TASK TO CARRY OUT:
What appears from the first line of the data below through the line containing "an accounts sync-and-wait", both included, should be copied exactly, and nothing else.

Stored data entries
========================================================================

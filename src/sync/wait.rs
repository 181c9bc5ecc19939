//! Sync-and-wait for callers that need fresh data before continuing
//!
//! Bookkeeping has no wake-up notification, so the outcome is detected by
//! polling the collection's sync state row against a snapshot taken before
//! the sync was requested.

use super::engine::{EngineError, SyncEngine};
use crate::db::{Database, SyncState};
use std::time::Duration;

/// Deadline for an accounts sync-and-wait
pub const ACCOUNTS_WAIT_TIMEOUT: Duration = Duration::from_secs(20);
/// Deadline for a transactions sync-and-wait
pub const TRANSACTIONS_WAIT_TIMEOUT: Duration = Duration::from_secs(5 * 60);

const POLL_EVERY: Duration = Duration::from_millis(250);

/// Make `collection` the active view and wait for it to be fresh
///
/// Returns at once when the cache is fresh and `force` is false. Otherwise
/// waits until a sync newer than the call succeeds or fails, or until
/// `timeout` passes. The engine's own retry schedule keeps running either way.
pub async fn sync_and_wait(
    engine: &SyncEngine,
    db: &Database,
    collection: &str,
    timeout: Duration,
    force: bool,
) -> Result<(), EngineError> {
    let before = db.get_sync_state(collection)?.unwrap_or_default();
    let already_active = engine.active_collection().as_deref() == Some(collection);
    let stale = engine.needs_sync(collection)?;

    if !already_active {
        engine.enter_view(collection)?;
    }
    if !stale && !force {
        return Ok(());
    }

    // A view entered just now syncs on its own when stale
    if already_active || !stale {
        engine.manual_refresh(collection)?;
    }

    log::debug!("Waiting up to {:?} for {} to sync", timeout, collection);
    match tokio::time::timeout(timeout, wait_for_outcome(db, collection, &before)).await {
        Ok(result) => result,
        Err(_) => Err(EngineError::Timeout {
            collection: collection.to_string(),
            timeout,
        }),
    }
}

async fn wait_for_outcome(db: &Database, collection: &str, before: &SyncState) -> Result<(), EngineError> {
    loop {
        if let Some(state) = db.get_sync_state(collection)? {
            if state.last_success_at > before.last_success_at {
                return Ok(());
            }
            if state.has_error() && state.last_attempt_at > before.last_attempt_at {
                return Err(EngineError::SyncFailed {
                    collection: collection.to_string(),
                    message: state.last_error,
                });
            }
        }
        tokio::time::sleep(POLL_EVERY).await;
    }
}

========================================================================

REPLY:
filename src/sync/wait.rs
repository 181c9bc5ecc19939
//! Sync-and-wait for callers that need fresh data before continuing
//!
//! Bookkeeping has no wake-up notification, so the outcome is detected by
//! polling the collection's sync state row against a snapshot taken before
//! the sync was requested.

use super::engine::{EngineError, SyncEngine};
use crate::db::{Database, SyncState};
use std::time::Duration;

/// Deadline for an accounts sync-and-wait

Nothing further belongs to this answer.